>>>>

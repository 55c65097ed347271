//! [`Route`](crate::Route) runs a handler only for requests that satisfy a condition.
//!
//! A route is built from a [`Condition`] and a [`Target`]. When the condition
//! matches, the route writes the condition's patch onto the request (the
//! unconsumed path and the accumulated path parameters), runs the target, and
//! puts the replaced fields back once the target has finished, whether it
//! answered, passed the request on, or failed. When the condition does not
//! match, the route passes the request on untouched.
//!
//! ```rust,no_run
//! use httproute::{handler_fn, Chain, Flow, RequestExt, Route};
//! use hyper::{Body, Response};
//!
//! # async fn run() -> Result<(), Box<dyn std::error::Error + Send + Sync>> {
//! let user = handler_fn(|req| Box::pin(async move {
//!     let id = req.params().and_then(|p| p.get("id")).unwrap_or("?").to_owned();
//!     Ok(Flow::Done(Response::new(Body::from(format!("user {}", id)))))
//! }));
//!
//! let users = Chain::new().route("GET /:id", user)?;
//! let app = Chain::new().route("/users", users)?;
//!
//! hyper::Server::bind(&([127, 0, 0, 1], 3000).into())
//!     .serve(app.into_service())
//!     .await?;
//! # Ok(())
//! # }
//! ```
//!
//! Mounting rewrites the path seen by the target:
//! ```ignore
//!  Mount: /users          Request: /users/7/posts
//!
//!   path           "/7/posts"        restored to "/users/7/posts" afterwards
//!   original_path  "/users/7/posts"  set once, never restored
//!   params         {}                merged over the enclosing params, restored afterwards
//! ```
//!
//! A request that no route answers reaches the service's `not_found` handler,
//! or the default `404 Not Found` response.
use crate::condition::{Condition, Conditions, Match};
use crate::error::{BoxError, ConfigError};
use crate::handler::{Dispatch, Flow, Handler, HandlerFuture, Target};
use crate::overlay::{self, RequestExt};

use std::convert::Infallible;
use std::sync::Arc;
use std::task::{Context, Poll};

use futures_util::future::{self, BoxFuture};
use hyper::header::{self, HeaderValue};
use hyper::service::Service;
use hyper::{Body, Method, Request, Response, StatusCode};
use tracing::{debug, error, trace};

/// A handler guarded by a condition.
///
/// Routes hold no per-request state and can serve any number of requests at
/// once.
#[derive(Clone)]
pub struct Route {
    conditions: Conditions,
    handler: Arc<dyn Handler>,
}

impl Route {
    /// Build a route, failing if the condition or the target is malformed.
    /// ```rust
    /// use httproute::{handler_fn, Flow, Route, Structured};
    ///
    /// let api = Route::new(
    ///     Structured::new().method("GET").mount("/api"),
    ///     handler_fn(|_| Box::pin(async { Ok(Flow::Next) })),
    /// );
    /// assert!(api.is_ok());
    ///
    /// let broken = Route::new("", handler_fn(|_| Box::pin(async { Ok(Flow::Next) })));
    /// assert!(broken.is_err());
    /// ```
    pub fn new(
        condition: impl Into<Condition>,
        target: impl Into<Target>,
    ) -> Result<Self, ConfigError> {
        let conditions = Conditions::parse(condition)?;
        let handler = target.into().adapt()?;
        Ok(Self {
            conditions,
            handler,
        })
    }

    /// Converts the `Route` into a `Service` which you can serve directly with `Hyper`.
    pub fn into_service(self) -> MakeRouteService {
        RouteService::new(self).into_make_service()
    }
}

/// Shorthand for [`Route::new`].
pub fn route(
    condition: impl Into<Condition>,
    target: impl Into<Target>,
) -> Result<Route, ConfigError> {
    Route::new(condition, target)
}

impl Handler for Route {
    fn handle<'a>(&'a self, req: &'a mut Request<Body>) -> HandlerFuture<'a> {
        Box::pin(async move {
            let patch = match self.conditions.evaluate(req) {
                Match::Matched(patch) => patch,
                Match::NoMatch => {
                    trace!(method = %req.method(), path = %req.path(), "route skipped");
                    return Ok(Flow::Next);
                }
            };

            debug!(
                method = %req.method(),
                path = %req.path(),
                rewritten = ?patch.path,
                "route matched"
            );

            let undo = overlay::apply(req, patch);
            let outcome = self.handler.handle(req).await;
            undo.restore(req);

            outcome
        })
    }
}

impl From<Route> for Target {
    fn from(route: Route) -> Self {
        Target::handler(route)
    }
}

/// An ordered list of handlers run one after another.
///
/// Each handler either answers the request, which ends the chain, or passes
/// it on with [`Flow::Next`]. An error ends the chain and is returned as is.
/// A chain that runs out of handlers passes the request on itself, so chains
/// nest inside routes and other chains.
#[derive(Clone, Default)]
pub struct Chain {
    handlers: Vec<Arc<dyn Handler>>,
}

impl Chain {
    pub fn new() -> Self {
        Self::default()
    }

    /// Append a handler.
    pub fn with(mut self, handler: impl Handler + 'static) -> Self {
        self.handlers.push(Arc::new(handler));
        self
    }

    /// Append a [`Route`].
    pub fn route(
        self,
        condition: impl Into<Condition>,
        target: impl Into<Target>,
    ) -> Result<Self, ConfigError> {
        Ok(self.with(Route::new(condition, target)?))
    }

    pub fn len(&self) -> usize {
        self.handlers.len()
    }

    pub fn is_empty(&self) -> bool {
        self.handlers.is_empty()
    }

    /// Converts the `Chain` into a `Service` which you can serve directly with `Hyper`.
    pub fn into_service(self) -> MakeRouteService {
        RouteService::new(self).into_make_service()
    }
}

impl Dispatch for Chain {
    fn dispatch<'a>(&'a self, req: &'a mut Request<Body>) -> HandlerFuture<'a> {
        Box::pin(async move {
            for handler in &self.handlers {
                match handler.handle(req).await {
                    Ok(Flow::Next) => continue,
                    outcome => return outcome,
                }
            }
            Ok(Flow::Next)
        })
    }
}

impl Handler for Chain {
    fn handle<'a>(&'a self, req: &'a mut Request<Body>) -> HandlerFuture<'a> {
        self.dispatch(req)
    }
}

impl From<Chain> for Target {
    fn from(chain: Chain) -> Self {
        Target::dispatch(chain)
    }
}

/// The response sent when nothing answered a request.
///
/// `404 Not Found` as `text/plain`, with no body for `HEAD` requests.
pub fn not_found(method: &Method) -> Response<Body> {
    let body = if method == Method::HEAD {
        Body::empty()
    } else {
        Body::from("Not Found")
    };

    let mut res = Response::new(body);
    *res.status_mut() = StatusCode::NOT_FOUND;
    res.headers_mut()
        .insert(header::CONTENT_TYPE, HeaderValue::from_static("text/plain"));
    res
}

pub type ResponseFut = BoxFuture<'static, Result<Response<Body>, BoxError>>;

/// Serves requests with a handler, answering whatever it passes on with a
/// not found response.
#[derive(Clone)]
pub struct RouteService {
    handler: Arc<dyn Handler>,
    not_found: Option<Arc<dyn Handler>>,
}

impl RouteService {
    pub fn new(handler: impl Handler + 'static) -> Self {
        Self {
            handler: Arc::new(handler),
            not_found: None,
        }
    }

    /// Configurable handler which is called when no route answered the
    /// request. If it passes the request on as well, the default
    /// [`not_found`] response is sent.
    pub fn not_found(mut self, handler: impl Handler + 'static) -> Self {
        self.not_found = Some(Arc::new(handler));
        self
    }

    pub fn into_make_service(self) -> MakeRouteService {
        MakeRouteService(self)
    }

    /// Run a request through the handler and produce its response.
    /// ```rust
    /// use httproute::{handler_fn, Flow, Route, RouteService};
    /// use hyper::{Body, Request, StatusCode};
    ///
    /// # #[tokio::main]
    /// # async fn main() {
    /// let route = Route::new("/foo", handler_fn(|_| Box::pin(async { Ok(Flow::Next) }))).unwrap();
    /// let service = RouteService::new(route);
    ///
    /// let req = Request::get("/foo").body(Body::empty()).unwrap();
    /// let res = service.serve(req).await.unwrap();
    /// assert_eq!(res.status(), StatusCode::NOT_FOUND);
    /// # }
    /// ```
    pub fn serve(&self, mut req: Request<Body>) -> ResponseFut {
        let handler = Arc::clone(&self.handler);
        let fallback = self.not_found.clone();

        Box::pin(async move {
            let mut outcome = handler.handle(&mut req).await;

            if matches!(outcome, Ok(Flow::Next)) {
                if let Some(fallback) = &fallback {
                    outcome = fallback.handle(&mut req).await;
                }
            }

            match outcome {
                Ok(Flow::Done(res)) => Ok(res),
                Ok(Flow::Next) => {
                    debug!(method = %req.method(), path = %req.uri().path(), "no route answered");
                    Ok(not_found(req.method()))
                }
                Err(err) => {
                    error!(method = %req.method(), path = %req.uri().path(), error = %err, "handler failed");
                    Err(err)
                }
            }
        })
    }
}

impl Service<Request<Body>> for RouteService {
    type Response = Response<Body>;
    type Error = BoxError;
    type Future = ResponseFut;

    fn poll_ready(&mut self, _: &mut Context<'_>) -> Poll<Result<(), Self::Error>> {
        Poll::Ready(Ok(()))
    }

    fn call(&mut self, req: Request<Body>) -> Self::Future {
        self.serve(req)
    }
}

#[doc(hidden)]
pub struct MakeRouteService(RouteService);

impl<T> Service<T> for MakeRouteService {
    type Response = RouteService;
    type Error = Infallible;
    type Future = future::Ready<Result<Self::Response, Self::Error>>;

    fn poll_ready(&mut self, _: &mut Context<'_>) -> Poll<Result<(), Self::Error>> {
        Poll::Ready(Ok(()))
    }

    fn call(&mut self, _: T) -> Self::Future {
        future::ok(self.0.clone())
    }
}

#[cfg(test)]
mod tests {
    use super::*;

    #[test]
    fn default_not_found() {
        let res = not_found(&Method::GET);
        assert_eq!(res.status(), StatusCode::NOT_FOUND);
        assert_eq!(res.headers()[header::CONTENT_TYPE], "text/plain");
    }

    #[tokio::test]
    async fn head_not_found_has_no_body() {
        let body = hyper::body::to_bytes(not_found(&Method::HEAD).into_body())
            .await
            .unwrap();
        assert!(body.is_empty());

        let body = hyper::body::to_bytes(not_found(&Method::POST).into_body())
            .await
            .unwrap();
        assert_eq!(&body[..], b"Not Found");
    }

    #[test]
    fn chain_builders() {
        let chain = Chain::new()
            .route("GET", Chain::new())
            .unwrap()
            .with(Chain::new());
        assert_eq!(chain.len(), 2);
        assert!(!chain.is_empty());
        assert!(Chain::new().route("", Chain::new()).is_err());
    }
}
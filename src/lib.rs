//! # HttpRoute
//!
//! HttpRoute runs request handlers only when a request satisfies a condition, and
//! lets routers be mounted inside each other.
//!
//! A [`Route`] wraps a handler with a condition: a method, a mounted path prefix,
//! an exact path, a predicate, or any combination of those. When the condition
//! matches, the route rewrites the request's routing state before the handler
//! runs (the path still to be matched, and the path parameters captured so far)
//! and puts it back once the handler is done. A router mounted at `/api` therefore
//! only ever sees the part of the path after `/api`, and the handlers that come
//! after the route see the request exactly as it was.
//!
//! ## Features
//!
//! **Mounting:** A route mounted at `/users` matches `/users`, `/users/` and
//! `/users/7/posts`, but never `/usersx`. Inside, [`RequestExt::path`] reads
//! `/7/posts` and [`RequestExt::original_path`] reads `/users/7/posts`.
//!
//! **Parameters in your routing pattern:** Give a path segment a name with `:name`
//! and the value is delivered to you through [`RequestExt::params`]. Parameters
//! accumulate across nested routes; when two routes capture the same name the
//! inner one wins.
//!
//! **Nothing leaks:** Every field a route rewrote is restored when its handler
//! finishes, answers, or fails.
//!
//! **Mistakes fail early:** An empty condition, a bad method or a listener with
//! the wrong number of callbacks is a [`ConfigError`] when the route is built,
//! never while serving a request.
//!
//! ## Usage
//!
//! Here is a simple example:
//!
//! ```rust,no_run
//! use httproute::{handler_fn, Chain, Flow, RequestExt};
//! use hyper::{Body, Response};
//!
//! #[tokio::main]
//! async fn main() -> Result<(), Box<dyn std::error::Error + Send + Sync>> {
//!     let index = handler_fn(|_| Box::pin(async {
//!         Ok(Flow::Done(Response::new(Body::from("Hello, World!"))))
//!     }));
//!
//!     let hello = handler_fn(|req| Box::pin(async move {
//!         let user = req.params().and_then(|p| p.get("user")).unwrap_or_default().to_owned();
//!         Ok(Flow::Done(Response::new(Body::from(format!("Hello, {}", user)))))
//!     }));
//!
//!     let app = Chain::new()
//!         .route("GET /", index)?
//!         .route("GET /hello/:user", hello)?;
//!
//!     hyper::Server::bind(&([127, 0, 0, 1], 3000).into())
//!         .serve(app.into_service())
//!         .await?;
//!     Ok(())
//! }
//! ```
//!
//! ### Conditions
//!
//! ```ignore
//!  "GET"                                      any GET request
//!  "GET /hello/:user"                         GET with exactly this path
//!  "/api"                                     any request under /api
//!  Structured::new().method("POST").mount("/api")
//!  Condition::predicate(|req| req.headers().contains_key("x-admin"))
//!  vec![Condition::from("/api"), admin]       all of them
//! ```
//!
//! Named parameters only match a single path segment:
//!
//! ```ignore
//! Pattern: /user/:user
//!
//!  /user/gordon              match
//!  /user/you                 match
//!  /user/gordon/profile      no match (exact), match with rest "/profile" (mounted)
//!  /user/                    no match
//! ```
//!
//! ### Nesting
//!
//! A [`Chain`] is itself a route target, so routers nest:
//!
//! ```rust
//! use httproute::{handler_fn, Chain, Flow, RequestExt, Route, RouteService};
//! use hyper::{Body, Request, Response};
//!
//! # #[tokio::main]
//! # async fn main() {
//! let show = handler_fn(|req| Box::pin(async move {
//!     let body = format!("{} {}", req.path(), req.original_path().unwrap_or_default());
//!     Ok(Flow::Done(Response::new(Body::from(body))))
//! }));
//!
//! let inner = Chain::new().route("/bar", show).unwrap();
//! let outer = Route::new("/foo", inner).unwrap();
//!
//! let req = Request::get("/foo/bar").body(Body::empty()).unwrap();
//! let res = RouteService::new(outer).serve(req).await.unwrap();
//! let body = hyper::body::to_bytes(res.into_body()).await.unwrap();
//! assert_eq!(&body[..], b"/ /foo/bar");
//! # }
//! ```
//!
//! ### Not Found Handler
//!
//! Requests that no route answers get a `404 Not Found`. A custom handler can
//! be set with [`RouteService::not_found`].

#![forbid(unsafe_code)]

pub mod condition;
pub mod error;
pub mod handler;
pub mod overlay;
pub mod pattern;

#[doc(hidden)]
pub mod router;

#[doc(inline)]
pub use condition::{Condition, Match, Predicate, Structured, METHODS};

#[doc(inline)]
pub use error::{BoxError, ConfigError};

#[doc(inline)]
pub use handler::{handler_fn, Dispatch, Flow, Handler, HandlerFuture, Listener, Target};

#[doc(inline)]
pub use overlay::{Params, Patch, RequestExt};

#[doc(inline)]
pub use router::{not_found, route, Chain, Route, RouteService};
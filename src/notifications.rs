//! Fire-and-forget notification dispatch.
//!
//! Business transactions never wait on a notification and never roll back
//! because one failed. Services push onto a bounded channel with `try_send`;
//! a background worker drains the channel and hands each message to the
//! configured `Notifier`. Every failure path here is log-only.

use async_trait::async_trait;
use chrono::{DateTime, Utc};
use serde::Serialize;
use std::sync::Arc;
use tokio::sync::mpsc;
use tokio::task::JoinHandle;
use tracing::{info, warn};

use crate::models::ComplaintStatus;

/// Outbound notification payloads. Template rendering is the relay's
/// concern; we only ship the facts.
#[derive(Debug, Clone, Serialize)]
#[serde(tag = "kind", rename_all = "snake_case")]
pub enum Notification {
    ReservationConfirmation {
        recipient_email: String,
        first_name: String,
        event_title: String,
        reservation_code: String,
        ticket_count: i32,
        total_amount: i64,
        event_date: DateTime<Utc>,
        event_location: String,
    },
    ReservationCancellation {
        recipient_email: String,
        first_name: String,
        event_title: String,
        reservation_code: String,
        ticket_count: i32,
        total_amount: i64,
        event_date: DateTime<Utc>,
        event_location: String,
    },
    ComplaintResponse {
        recipient_email: String,
        first_name: String,
        event_title: String,
        status: ComplaintStatus,
        admin_response: String,
        refund_amount: Option<i64>,
    },
}

impl Notification {
    fn kind(&self) -> &'static str {
        match self {
            Self::ReservationConfirmation { .. } => "reservation_confirmation",
            Self::ReservationCancellation { .. } => "reservation_cancellation",
            Self::ComplaintResponse { .. } => "complaint_response",
        }
    }
}

/// Delivery backend for notifications.
#[async_trait]
pub trait Notifier: Send + Sync {
    async fn send(&self, notification: &Notification) -> anyhow::Result<()>;
}

/// Cheap clonable handle that services use to enqueue notifications.
#[derive(Clone)]
pub struct NotificationSender {
    tx: mpsc::Sender<Notification>,
}

impl NotificationSender {
    /// Creates the bounded queue; the receiver goes to `spawn_worker`.
    pub fn new(capacity: usize) -> (Self, mpsc::Receiver<Notification>) {
        let (tx, rx) = mpsc::channel(capacity);
        (Self { tx }, rx)
    }

    /// Enqueues without blocking. A full or closed queue drops the message
    /// with a warning; the caller's transaction has already committed.
    pub fn dispatch(&self, notification: Notification) {
        let kind = notification.kind();
        if let Err(e) = self.tx.try_send(notification) {
            warn!("dropping {} notification: {}", kind, e);
        }
    }
}

/// Drains the queue until every sender is gone.
pub fn spawn_worker(
    mut rx: mpsc::Receiver<Notification>,
    notifier: Arc<dyn Notifier>,
) -> JoinHandle<()> {
    tokio::spawn(async move {
        while let Some(notification) = rx.recv().await {
            if let Err(e) = notifier.send(&notification).await {
                warn!(
                    "failed to deliver {} notification: {}",
                    notification.kind(),
                    e
                );
            }
        }
        info!("notification channel closed; worker exiting");
    })
}

/// Posts notifications as JSON to a relay endpoint. With no relay configured
/// it only logs, which keeps local development dependency-free.
pub struct HttpNotifier {
    client: reqwest::Client,
    relay_url: Option<String>,
}

impl HttpNotifier {
    pub fn new(relay_url: Option<String>) -> Self {
        Self {
            client: reqwest::Client::new(),
            relay_url,
        }
    }
}

#[async_trait]
impl Notifier for HttpNotifier {
    async fn send(&self, notification: &Notification) -> anyhow::Result<()> {
        match &self.relay_url {
            Some(url) => {
                let response = self.client.post(url).json(notification).send().await?;
                if !response.status().is_success() {
                    anyhow::bail!("notification relay returned {}", response.status());
                }
                Ok(())
            }
            None => {
                info!("no notification relay configured; {} logged only", notification.kind());
                Ok(())
            }
        }
    }
}
/// Money only moves for money that was collected: the refund path requires a
/// captured payment and a reservation that is still live (or already refunded,
/// in which case the provider call and the bookkeeping are both skipped
/// downstream). Anything else is a state-machine violation, not a refund.
fn refund_precheck(
    reservation_status: ReservationStatus,
    payment: Option<&Payment>,
) -> Result<&Payment, ServiceError> {
    let payment = payment
        .filter(|p| p.amount > 0)
        .ok_or(ServiceError::CannotRefundFreeEvent)?;
    match payment.status {
        PaymentStatus::Completed | PaymentStatus::Refunded => {}
        other => {
            return Err(ServiceError::InvalidState(format!(
                "only captured payments can be refunded (payment status: {other})"
            )))
        }
    }
    if reservation_status.is_terminal() && payment.status != PaymentStatus::Refunded {
        return Err(ServiceError::InvalidState(format!(
            "reservation is already {reservation_status}; there is nothing to refund"
        )));
    }
    Ok(payment)
}

/// Flattened complaint + reservation + payment join.
#[derive(Debug, sqlx::FromRow)]
struct ComplaintCase {
    id: Uuid,
    reservation_id: Uuid,
    r_event_id: Uuid,
    r_ticket_count: i32,
    r_status: ReservationStatus,
    p_id: Option<Uuid>,
    p_amount: Option<i64>,
    p_status: Option<PaymentStatus>,
    p_external_ref: Option<String>,
    p_paid_at: Option<DateTime<Utc>>,
    p_created_at: Option<DateTime<Utc>>,
    p_updated_at: Option<DateTime<Utc>>,
}

impl ComplaintCase {
    fn payment(&self) -> Option<Payment> {
        let id = self.p_id?;
        Some(Payment {
            id,
            reservation_id: self.reservation_id,
            amount: self.p_amount.unwrap_or(0),
            status: self.p_status.unwrap_or(PaymentStatus::Pending),
            external_ref: self.p_external_ref.clone(),
            paid_at: self.p_paid_at,
            created_at: self.p_created_at.unwrap_or_else(Utc::now),
            updated_at: self.p_updated_at.unwrap_or_else(Utc::now),
        })
    }
}

async fn lock_complaint(
    tx: &mut Transaction<'_, Postgres>,
    id: Uuid,
) -> Result<Complaint, ServiceError> {
    sqlx::query_as::<_, Complaint>("SELECT * FROM complaints WHERE id = $1 FOR UPDATE")
        .bind(id)
        .fetch_optional(&mut **tx)
        .await?
        .ok_or(ServiceError::NotFound {
            resource: "complaint",
        })
}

<<<<

- REQUIREMENT: Write out exactly the lines from the beginning of the material above through the line with "the request (the", including both and omitting all others.

- SOLUTION TO THE EXERCISE:
repository 55c65097ed347271
//! [`Route`](crate::Route) runs a handler only for requests that satisfy a condition.
//!
//! A route is built from a [`Condition`] and a [`Target`]. When the condition
//! matches, the route writes the condition's patch onto the request (the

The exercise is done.